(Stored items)
━━━━━━━━━━━━━━━━━━━━━━━━━━━━━━

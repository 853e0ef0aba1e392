//! Idempotency record storage.

use async_trait::async_trait;
use std::collections::HashMap;
use std::sync::Arc;
use tokio::sync::RwLock;
use upkeep_core::{IdempotencyRecord, RequestId, Timestamp, UpkeepResult};

/// Outcome of [`IdempotencyStore::insert`].
#[derive(Debug, Clone, Copy, PartialEq, Eq)]
pub enum InsertOutcome {
    /// The record is now the stored record for its request id.
    Inserted,
    /// A record that is not older than the cutoff already holds the request id.
    Duplicate,
}

/// Durable storage for processed requests.
///
/// Implementations must make `insert` atomic with respect to other inserts
/// for the same request id: of two racing inserts, at most one reports
/// [`InsertOutcome::Inserted`].
#[async_trait]
pub trait IdempotencyStore: Send + Sync {
    /// Point lookup by request id.
    async fn find(&self, request_id: &RequestId) -> UpkeepResult<Option<IdempotencyRecord>>;

    /// Insert `record` unless a record for the same request id exists whose
    /// `created_at` is at or after `expired_before`. An existing record older
    /// than `expired_before` is replaced.
    async fn insert(
        &self,
        record: &IdempotencyRecord,
        expired_before: Timestamp,
    ) -> UpkeepResult<InsertOutcome>;
}

#[async_trait]
impl<T: IdempotencyStore + ?Sized> IdempotencyStore for Arc<T> {
    async fn find(&self, request_id: &RequestId) -> UpkeepResult<Option<IdempotencyRecord>> {
        (**self).find(request_id).await
    }

    async fn insert(
        &self,
        record: &IdempotencyRecord,
        expired_before: Timestamp,
    ) -> UpkeepResult<InsertOutcome> {
        (**self).insert(record, expired_before).await
    }
}

// ============================================================================
// IN-MEMORY STORE
// ============================================================================

/// In-memory idempotency store used by default in tests.
///
/// The whole check-and-insert runs under one write lock, which plays the role
/// of the unique constraint on `processed_requests.request_id`.
#[derive(Debug, Default, Clone)]
pub struct InMemoryIdempotencyStore {
    records: Arc<RwLock<HashMap<RequestId, IdempotencyRecord>>>,
}

impl InMemoryIdempotencyStore {
    pub fn new() -> Self {
        Self::default()
    }

    /// Number of stored records, active or not.
    pub async fn len(&self) -> usize {
        self.records.read().await.len()
    }

    pub async fn is_empty(&self) -> bool {
        self.records.read().await.is_empty()
    }

    /// Clear all stored records.
    pub async fn clear(&self) {
        self.records.write().await.clear();
    }
}

#[async_trait]
impl IdempotencyStore for InMemoryIdempotencyStore {
    async fn find(&self, request_id: &RequestId) -> UpkeepResult<Option<IdempotencyRecord>> {
        Ok(self.records.read().await.get(request_id).cloned())
    }

    async fn insert(
        &self,
        record: &IdempotencyRecord,
        expired_before: Timestamp,
    ) -> UpkeepResult<InsertOutcome> {
        let mut records = self.records.write().await;
        if let Some(existing) = records.get(&record.request_id) {
            if existing.created_at >= expired_before {
                return Ok(InsertOutcome::Duplicate);
            }
            tracing::debug!(
                request_id = %record.request_id,
                previous_created_at = %existing.created_at,
                "Replacing expired idempotency record"
            );
        }
        records.insert(record.request_id.clone(), record.clone());
        Ok(InsertOutcome::Inserted)
    }
}

#[cfg(test)]
mod tests {
    use super::*;
    use chrono::{Duration, TimeZone, Utc};
    use upkeep_core::ResponseSnapshot;

    fn t0() -> Timestamp {
        Utc.with_ymd_and_hms(2024, 5, 1, 12, 0, 0).unwrap()
    }

    fn record(id: &str, body: &str, created_at: Timestamp) -> IdempotencyRecord {
        IdempotencyRecord::new(
            RequestId::parse(id).unwrap(),
            ResponseSnapshot::from_raw(body),
            created_at,
        )
    }

    #[tokio::test]
    async fn test_find_missing_returns_none() {
        let store = InMemoryIdempotencyStore::new();
        let id = RequestId::parse("nope").unwrap();
        assert!(store.find(&id).await.unwrap().is_none());
    }

    #[tokio::test]
    async fn test_insert_then_find() {
        let store = InMemoryIdempotencyStore::new();
        let rec = record("abc-1", r#"{"order_id":42}"#, t0());

        let outcome = store.insert(&rec, t0() - Duration::seconds(60)).await.unwrap();
        assert_eq!(outcome, InsertOutcome::Inserted);
        assert_eq!(store.find(&rec.request_id).await.unwrap(), Some(rec));
    }

    #[tokio::test]
    async fn test_insert_active_duplicate_keeps_original() {
        let store = InMemoryIdempotencyStore::new();
        let first = record("abc-1", r#"{"order_id":42}"#, t0());
        let second = record("abc-1", r#"{"order_id":43}"#, t0() + Duration::seconds(5));

        store.insert(&first, t0() - Duration::seconds(60)).await.unwrap();
        let outcome = store
            .insert(&second, second.created_at - Duration::seconds(60))
            .await
            .unwrap();

        assert_eq!(outcome, InsertOutcome::Duplicate);
        let stored = store.find(&first.request_id).await.unwrap().unwrap();
        assert_eq!(stored.response_snapshot.as_str(), r#"{"order_id":42}"#);
        assert_eq!(stored.created_at, t0());
    }

    #[tokio::test]
    async fn test_insert_replaces_expired_record() {
        let store = InMemoryIdempotencyStore::new();
        let first = record("abc-1", r#"{"order_id":42}"#, t0());
        let later = record("abc-1", r#"{"order_id":43}"#, t0() + Duration::seconds(70));

        store.insert(&first, t0() - Duration::seconds(60)).await.unwrap();
        let outcome = store
            .insert(&later, later.created_at - Duration::seconds(60))
            .await
            .unwrap();

        assert_eq!(outcome, InsertOutcome::Inserted);
        assert_eq!(store.len().await, 1);
        let stored = store.find(&later.request_id).await.unwrap().unwrap();
        assert_eq!(stored, later);
    }

    #[tokio::test]
    async fn test_clear() {
        let store = InMemoryIdempotencyStore::new();
        store
            .insert(&record("a", "{}", t0()), t0())
            .await
            .unwrap();
        assert!(!store.is_empty().await);
        store.clear().await;
        assert!(store.is_empty().await);
    }

    #[tokio::test(flavor = "multi_thread", worker_threads = 4)]
    async fn test_concurrent_inserts_single_winner() {
        let store = InMemoryIdempotencyStore::new();
        let mut handles = Vec::new();
        for n in 0..16 {
            let store = store.clone();
            handles.push(tokio::spawn(async move {
                let rec = record("race", &format!(r#"{{"order_id":{}}}"#, n), t0());
                store.insert(&rec, t0() - Duration::seconds(60)).await
            }));
        }

        let mut inserted = 0;
        for handle in handles {
            if handle.await.unwrap().unwrap() == InsertOutcome::Inserted {
                inserted += 1;
            }
        }
        assert_eq!(inserted, 1);
        assert_eq!(store.len().await, 1);
    }
}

━━━━━━━━━━━━━━━━━━━━━━━━━━━━━━

> ABOUT THIS EXERCISE: With the line containing "t0() + Duration::seconds(70));" as the start and the last line of the entries as the end, print that whole span exactly.

> RESULT OF THIS EXERCISE:
        let later = record("abc-1", r#"{"order_id":43}"#, t0() + Duration::seconds(70));

        store.insert(&first, t0() - Duration::seconds(60)).await.unwrap();
        let outcome = store
            .insert(&later, later.created_at - Duration::seconds(60))
            .await
            .unwrap();

        assert_eq!(outcome, InsertOutcome::Inserted);
        assert_eq!(store.len().await, 1);
        let stored = store.find(&later.request_id).await.unwrap().unwrap();
        assert_eq!(stored, later);
    }

    #[tokio::test]
    async fn test_clear() {
        let store = InMemoryIdempotencyStore::new();
        store
            .insert(&record("a", "{}", t0()), t0())
            .await
            .unwrap();
        assert!(!store.is_empty().await);
        store.clear().await;
        assert!(store.is_empty().await);
    }

    #[tokio::test(flavor = "multi_thread", worker_threads = 4)]
    async fn test_concurrent_inserts_single_winner() {
        let store = InMemoryIdempotencyStore::new();
        let mut handles = Vec::new();
        for n in 0..16 {
            let store = store.clone();
            handles.push(tokio::spawn(async move {
                let rec = record("race", &format!(r#"{{"order_id":{}}}"#, n), t0());
                store.insert(&rec, t0() - Duration::seconds(60)).await
            }));
        }

        let mut inserted = 0;
        for handle in handles {
            if handle.await.unwrap().unwrap() == InsertOutcome::Inserted {
                inserted += 1;
            }
        }
        assert_eq!(inserted, 1);
        assert_eq!(store.len().await, 1);
    }
}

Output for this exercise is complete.